For the listing below, print exactly the lines from the line with "the failures only" to the line with "to the server.", both included, and nothing beyond them.
<<<<
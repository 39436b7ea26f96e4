//! PostgreSQL storage layer for `pgjsonl`.
//!
//! The engine talks to the database only through the `Session` trait from
//! `pgjsonl-lib`; this module provides the live implementation.

mod pg;

pub use pg::{APPLICATION_NAME, PgSession, describe_target};
use std::cell::RefCell;
use std::fs;
use std::path::Path;

use pgjsonl_lib::import::{ImportEngine, ImportLogger, NullLogger};
use pgjsonl_lib::memory::{FailurePoint, MemorySession};
use pgjsonl_lib::model::{
    ConnectionParams, ImportOptions, ImportRequest, InputSource, SkipColumns, TableResult,
};
use pgjsonl_lib::{ColumnSpec, PgJsonlError, Session, SqlType, Statement, Value};
use tempfile::TempDir;

fn write_file(dir: &Path, name: &str, lines: &[&str]) {
    let mut body = lines.join("\n");
    body.push('\n');
    fs::write(dir.join(name), body).expect("write jsonl");
}

fn request(source: InputSource, options: ImportOptions) -> ImportRequest {
    ImportRequest::new(ConnectionParams::default(), source, options).expect("valid request")
}

fn dir_request(dir: &TempDir, options: ImportOptions) -> ImportRequest {
    request(InputSource::Directory(dir.path().to_path_buf()), options)
}

fn create_options() -> ImportOptions {
    ImportOptions {
        create_tables: true,
        ..Default::default()
    }
}

#[derive(Default)]
struct Recorder {
    events: RefCell<Vec<String>>,
}

impl ImportLogger for Recorder {
    fn table_started(&self, target: &pgjsonl_lib::TableTarget) {
        self.events.borrow_mut().push(format!("start {}", target.table));
    }

    fn table_finished(&self, result: &TableResult) {
        self.events
            .borrow_mut()
            .push(format!("finish {} {}", result.table, result.success));
    }

    fn warning(&self, message: &str) {
        self.events.borrow_mut().push(format!("warn {message}"));
    }
}

#[test]
fn users_file_creates_typed_table() {
    let dir = tempfile::tempdir().unwrap();
    write_file(
        dir.path(),
        "users.jsonl",
        &[r#"{"id":1,"name":"A"}"#, r#"{"id":2,"name":"B"}"#],
    );

    let mut session = MemorySession::new();
    let report = ImportEngine::new(dir_request(&dir, create_options()), &NullLogger)
        .run(&mut session)
        .unwrap();

    assert!(report.success);
    assert_eq!(report.tables.len(), 1);
    let users = &report.tables[0];
    assert_eq!(users.table, "users");
    assert_eq!(users.rows_loaded, 2);
    assert!(users.created);

    let table = session.table("public", "users").unwrap();
    assert_eq!(
        table.columns,
        vec![
            ColumnSpec::new("id", SqlType::Integer),
            ColumnSpec::new("name", SqlType::Text),
        ]
    );
    assert_eq!(table.rows.len(), 2);
}

#[test]
fn clear_makes_reimport_idempotent() {
    let dir = tempfile::tempdir().unwrap();
    write_file(
        dir.path(),
        "items.jsonl",
        &[r#"{"id":1}"#, r#"{"id":2}"#, r#"{"id":3}"#],
    );
    let options = ImportOptions {
        create_tables: true,
        clear_before_load: true,
        ..Default::default()
    };

    let mut session = MemorySession::new();
    let engine = ImportEngine::new(dir_request(&dir, options), &NullLogger);
    for _ in 0..3 {
        let report = engine.run(&mut session).unwrap();
        assert!(report.success);
        assert_eq!(session.row_count("public", "items"), Some(3));
    }
}

#[test]
fn reimport_without_clear_doubles_rows() {
    let dir = tempfile::tempdir().unwrap();
    write_file(dir.path(), "items.jsonl", &[r#"{"id":1}"#, r#"{"id":2}"#]);

    let mut session = MemorySession::new();
    let engine = ImportEngine::new(dir_request(&dir, create_options()), &NullLogger);
    engine.run(&mut session).unwrap();
    let second = engine.run(&mut session).unwrap();

    assert!(second.success);
    assert!(!second.tables[0].created);
    assert_eq!(session.row_count("public", "items"), Some(4));
}

#[test]
fn skipped_columns_are_never_created_or_inserted() {
    let dir = tempfile::tempdir().unwrap();
    write_file(
        dir.path(),
        "users.jsonl",
        &[
            r#"{"id":1,"name":"A","password":"x"}"#,
            r#"{"id":2,"name":"B","password":"y"}"#,
        ],
    );
    let options = ImportOptions {
        create_tables: true,
        skip_columns: SkipColumns::parse("users.password").unwrap(),
        ..Default::default()
    };

    let mut session = MemorySession::new();
    ImportEngine::new(dir_request(&dir, options), &NullLogger)
        .run(&mut session)
        .unwrap();

    let table = session.table("public", "users").unwrap();
    assert!(table.columns.iter().all(|c| c.name != "password"));
    for statement in session.statements() {
        if let Statement::Insert { columns, .. } = statement {
            assert!(!columns.iter().any(|c| c == "password"));
        }
    }
}

#[test]
fn skipped_tables_get_no_result_and_no_work() {
    let dir = tempfile::tempdir().unwrap();
    write_file(dir.path(), "audit_log.jsonl", &[r#"{"id":1}"#]);
    write_file(dir.path(), "users.jsonl", &[r#"{"id":1}"#]);
    let options = ImportOptions {
        create_tables: true,
        clear_before_load: true,
        skip_tables: ["audit_log".to_string()].into_iter().collect(),
        ..Default::default()
    };

    let mut session = MemorySession::new();
    let report = ImportEngine::new(dir_request(&dir, options), &NullLogger)
        .run(&mut session)
        .unwrap();

    assert!(report.table("audit_log").is_none());
    assert!(report.table("users").is_some());
    assert!(!session.touched("audit_log"));
}

#[test]
fn decode_failure_is_isolated_to_its_table() {
    let dir = tempfile::tempdir().unwrap();
    write_file(dir.path(), "a_first.jsonl", &[r#"{"id":1}"#, r#"{"id":2}"#]);
    write_file(
        dir.path(),
        "b_second.jsonl",
        &[r#"{"id":1}"#, r#"{"id":2"#, r#"{"id":3}"#],
    );
    write_file(
        dir.path(),
        "c_third.jsonl",
        &[r#"{"id":1}"#, r#"{"id":2}"#, r#"{"id":3}"#, r#"{"id":4}"#],
    );

    let logger = Recorder::default();
    let mut session = MemorySession::new();
    let report = ImportEngine::new(dir_request(&dir, create_options()), &logger)
        .run(&mut session)
        .unwrap();

    assert!(!report.success);
    assert_eq!(report.tables.len(), 3);
    assert_eq!(report.failed_tables().count(), 1);

    let second = report.table("b_second").unwrap();
    assert!(!second.success);
    assert_eq!(second.rows_loaded, 0);
    assert!(second.error.as_deref().unwrap().contains("line 2"));

    let third = report.table("c_third").unwrap();
    assert!(third.success);
    assert_eq!(third.rows_loaded, 4);

    // The failed table rolled back, so nothing it created survives.
    assert!(session.table("public", "b_second").is_none());
    assert_eq!(
        *logger.events.borrow(),
        vec![
            "start a_first",
            "finish a_first true",
            "start b_second",
            "finish b_second false",
            "start c_third",
            "finish c_third true",
        ]
    );
}

#[test]
fn insert_failure_rolls_back_the_clear() {
    let dir = tempfile::tempdir().unwrap();
    write_file(dir.path(), "items.jsonl", &[r#"{"id":"oops"}"#]);

    let mut session = MemorySession::new();
    session.create_table("public", "items", vec![ColumnSpec::new("id", SqlType::Integer)]);
    session
        .execute(&Statement::Insert {
            schema: "public".into(),
            table: "items".into(),
            columns: vec!["id".into()],
            rows: vec![vec![Value::Integer(7)]],
        })
        .unwrap();

    let options = ImportOptions {
        clear_before_load: true,
        ..Default::default()
    };
    let report = ImportEngine::new(dir_request(&dir, options), &NullLogger)
        .run(&mut session)
        .unwrap();

    let items = report.table("items").unwrap();
    assert!(!items.success);
    assert_eq!(items.rows_attempted, 1);
    assert_eq!(items.rows_loaded, 0);
    assert!(items.error.as_deref().unwrap().starts_with("Load error"));
    assert_eq!(session.row_count("public", "items"), Some(1));
    assert!(!session.in_transaction());
}

#[test]
fn fraction_after_integral_sample_fails_instead_of_rounding() {
    let dir = tempfile::tempdir().unwrap();
    write_file(dir.path(), "measures.jsonl", &[r#"{"n":1}"#, r#"{"n":2}"#, r#"{"n":2.5}"#]);

    let options = ImportOptions {
        create_tables: true,
        sample_size: 2,
        ..Default::default()
    };
    let mut session = MemorySession::new();
    let report = ImportEngine::new(dir_request(&dir, options), &NullLogger)
        .run(&mut session)
        .unwrap();

    let measures = report.table("measures").unwrap();
    assert!(!measures.success);
    assert_eq!(measures.rows_loaded, 0);
    assert!(session.table("public", "measures").is_none());

    let insert_sql = session
        .statements()
        .iter()
        .find(|s| matches!(s, Statement::Insert { .. }))
        .map(Statement::to_sql)
        .unwrap();
    assert!(insert_sql.ends_with("(1), (2), ('2.5')"), "{insert_sql}");
}

#[test]
fn foreign_keys_are_suspended_for_out_of_order_files() {
    let dir = tempfile::tempdir().unwrap();
    // "orders" sorts before "users", so children load before parents.
    write_file(dir.path(), "orders.jsonl", &[r#"{"id":10,"user_id":1}"#]);
    write_file(dir.path(), "users.jsonl", &[r#"{"id":1}"#]);

    let build_session = || {
        let mut session = MemorySession::new();
        session.create_table("public", "users", vec![ColumnSpec::new("id", SqlType::Integer)]);
        session.create_table(
            "public",
            "orders",
            vec![
                ColumnSpec::new("id", SqlType::Integer),
                ColumnSpec::new("user_id", SqlType::Integer),
            ],
        );
        session.add_foreign_key("public", "orders", "user_id", "users", "id");
        session
    };

    let mut strict = build_session();
    let report = ImportEngine::new(dir_request(&dir, ImportOptions::default()), &NullLogger)
        .run(&mut strict)
        .unwrap();
    assert!(!report.table("orders").unwrap().success);
    assert!(report.table("users").unwrap().success);

    let options = ImportOptions {
        disable_foreign_keys: true,
        ..Default::default()
    };
    let mut relaxed = build_session();
    let report = ImportEngine::new(dir_request(&dir, options), &NullLogger)
        .run(&mut relaxed)
        .unwrap();
    assert!(report.success);
    assert!(relaxed.foreign_key_checks_enabled());
    assert_eq!(
        relaxed.statements().first(),
        Some(&Statement::SetForeignKeyChecks(false))
    );
    assert_eq!(
        relaxed.statements().last(),
        Some(&Statement::SetForeignKeyChecks(true))
    );
}

#[test]
fn foreign_keys_are_restored_when_tables_fail() {
    let dir = tempfile::tempdir().unwrap();
    write_file(dir.path(), "broken.jsonl", &["not json"]);
    write_file(dir.path(), "fine.jsonl", &[r#"{"id":1}"#]);
    let options = ImportOptions {
        create_tables: true,
        disable_foreign_keys: true,
        ..Default::default()
    };

    let mut session = MemorySession::new();
    let report = ImportEngine::new(dir_request(&dir, options), &NullLogger)
        .run(&mut session)
        .unwrap();

    assert!(!report.success);
    assert!(report.warnings.is_empty());
    assert!(session.foreign_key_checks_enabled());
    let toggles = session
        .statements()
        .iter()
        .filter(|s| matches!(s, Statement::SetForeignKeyChecks(_)))
        .count();
    assert_eq!(toggles, 2);
}

#[test]
fn suspend_failure_aborts_before_any_table() {
    let dir = tempfile::tempdir().unwrap();
    write_file(dir.path(), "users.jsonl", &[r#"{"id":1}"#]);
    let options = ImportOptions {
        create_tables: true,
        disable_foreign_keys: true,
        ..Default::default()
    };

    let mut session = MemorySession::new();
    session.fail_at(FailurePoint::SuspendForeignKeys);
    let err = ImportEngine::new(dir_request(&dir, options), &NullLogger)
        .run(&mut session)
        .unwrap_err();

    assert!(matches!(err, PgJsonlError::Constraint(_)));
    assert!(!session.touched("users"));
}

#[test]
fn restore_failure_becomes_a_warning() {
    let dir = tempfile::tempdir().unwrap();
    write_file(dir.path(), "users.jsonl", &[r#"{"id":1}"#]);
    let options = ImportOptions {
        create_tables: true,
        disable_foreign_keys: true,
        ..Default::default()
    };

    let logger = Recorder::default();
    let mut session = MemorySession::new();
    session.fail_at(FailurePoint::RestoreForeignKeys);
    let report = ImportEngine::new(dir_request(&dir, options), &logger)
        .run(&mut session)
        .unwrap();

    assert!(report.success);
    assert_eq!(report.warnings.len(), 1);
    assert!(report.warnings[0].contains("restore foreign-key checks"));
    assert!(
        logger
            .events
            .borrow()
            .iter()
            .any(|e| e.starts_with("warn "))
    );
}

#[test]
fn schema_failure_does_not_stop_the_run() {
    let dir = tempfile::tempdir().unwrap();
    write_file(dir.path(), "alpha.jsonl", &[r#"{"id":1}"#]);
    write_file(dir.path(), "beta.jsonl", &[r#"{"id":1}"#]);

    let mut session = MemorySession::new();
    session.fail_at(FailurePoint::CreateTable("alpha".into()));
    let report = ImportEngine::new(dir_request(&dir, create_options()), &NullLogger)
        .run(&mut session)
        .unwrap();

    let alpha = report.table("alpha").unwrap();
    assert!(!alpha.success);
    assert!(alpha.error.as_deref().unwrap().starts_with("Schema error"));
    assert!(report.table("beta").unwrap().success);
}

#[test]
fn empty_file_succeeds_without_creating_a_table() {
    let dir = tempfile::tempdir().unwrap();
    fs::write(dir.path().join("empty.jsonl"), "\n\n").unwrap();

    let mut session = MemorySession::new();
    let report = ImportEngine::new(dir_request(&dir, create_options()), &NullLogger)
        .run(&mut session)
        .unwrap();

    assert!(report.success);
    assert_eq!(report.tables[0].rows_loaded, 0);
    assert!(session.table("public", "empty").is_none());
}

#[test]
fn single_file_mode_imports_only_that_file() {
    let dir = tempfile::tempdir().unwrap();
    write_file(dir.path(), "users.jsonl", &[r#"{"id":1}"#]);
    write_file(dir.path(), "orders.jsonl", &[r#"{"id":1}"#]);

    let mut session = MemorySession::new();
    let report = ImportEngine::new(
        request(
            InputSource::File(dir.path().join("orders.jsonl")),
            create_options(),
        ),
        &NullLogger,
    )
    .run(&mut session)
    .unwrap();

    assert_eq!(report.tables.len(), 1);
    assert_eq!(report.tables[0].table, "orders");
    assert!(!session.touched("users"));
}

#[test]
fn large_files_are_loaded_in_batches() {
    let dir = tempfile::tempdir().unwrap();
    let lines: Vec<String> = (0..1234).map(|i| format!(r#"{{"n":{i}}}"#)).collect();
    let refs: Vec<&str> = lines.iter().map(String::as_str).collect();
    write_file(dir.path(), "numbers.jsonl", &refs);
    let options = ImportOptions {
        create_tables: true,
        batch_size: 500,
        ..Default::default()
    };

    let mut session = MemorySession::new();
    let report = ImportEngine::new(dir_request(&dir, options), &NullLogger)
        .run(&mut session)
        .unwrap();

    assert_eq!(report.tables[0].rows_loaded, 1234);
    let inserts = session
        .statements()
        .iter()
        .filter(|s| matches!(s, Statement::Insert { .. }))
        .count();
    assert_eq!(inserts, 3);
}

#[test]
fn missing_input_directory_is_fatal() {
    let dir = tempfile::tempdir().unwrap();
    let mut session = MemorySession::new();
    let err = ImportEngine::new(
        request(
            InputSource::Directory(dir.path().join("nope")),
            ImportOptions::default(),
        ),
        &NullLogger,
    )
    .run(&mut session)
    .unwrap_err();
    assert!(matches!(err, PgJsonlError::FileNotFound(_)));
    assert!(session.statements().is_empty());
}
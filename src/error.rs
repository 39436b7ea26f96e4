//! Error types for the `pgjsonl` binary.
//!
//! Wraps engine errors from `pgjsonl-lib` together with the failures only
//! the binary can hit: connecting to PostgreSQL, reading a YAML profile,
//! and prompting for a password.

use std::path::PathBuf;
use thiserror::Error;

use pgjsonl_lib::PgJsonlError;

/// Primary error type for the `pgjsonl` binary.
#[derive(Error, Debug)]
pub enum AppError {
    // === Engine Errors ===
    /// Error raised by the import/export engine.
    #[error(transparent)]
    Engine(#[from] PgJsonlError),

    // === Database Errors ===
    /// Could not open a session to the server.
    #[error("Failed to connect to {target}: {source}")]
    Connect {
        target: String,
        #[source]
        source: postgres::Error,
    },

    /// Error from an established connection.
    #[error("PostgreSQL error: {0}")]
    Postgres(#[from] postgres::Error),

    // === Configuration Errors ===
    /// Profile file could not be parsed.
    #[error("Invalid profile {path}: {source}")]
    Profile {
        path: PathBuf,
        #[source]
        source: serde_yaml::Error,
    },

    /// Invalid option value.
    #[error("Configuration error: {0}")]
    Config(String),

    // === Terminal Errors ===
    /// Password prompt was interrupted.
    #[error("Password prompt cancelled")]
    PromptCancelled,

    // === I/O Errors ===
    /// File system or terminal I/O error.
    #[error("I/O error: {0}")]
    Io(#[from] std::io::Error),

    /// JSON serialization error.
    #[error("JSON error: {0}")]
    Json(#[from] serde_json::Error),
}

impl AppError {
    #[must_use]
    pub fn config(reason: impl Into<String>) -> Self {
        Self::Config(reason.into())
    }
}

/// Result type using `AppError`.
pub type Result<T> = std::result::Result<T, AppError>;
>>>>
_Finished exercise_.
//! Wraps engine errors from `pgjsonl-lib` together with the failures only
//! the binary can hit: connecting to PostgreSQL, reading a YAML profile,
//! and prompting for a password.

use std::path::PathBuf;
use thiserror::Error;

use pgjsonl_lib::PgJsonlError;

/// Primary error type for the `pgjsonl` binary.
#[derive(Error, Debug)]
pub enum AppError {
    // === Engine Errors ===
    /// Error raised by the import/export engine.
    #[error(transparent)]
    Engine(#[from] PgJsonlError),

    // === Database Errors ===
    /// Could not open a session to the server.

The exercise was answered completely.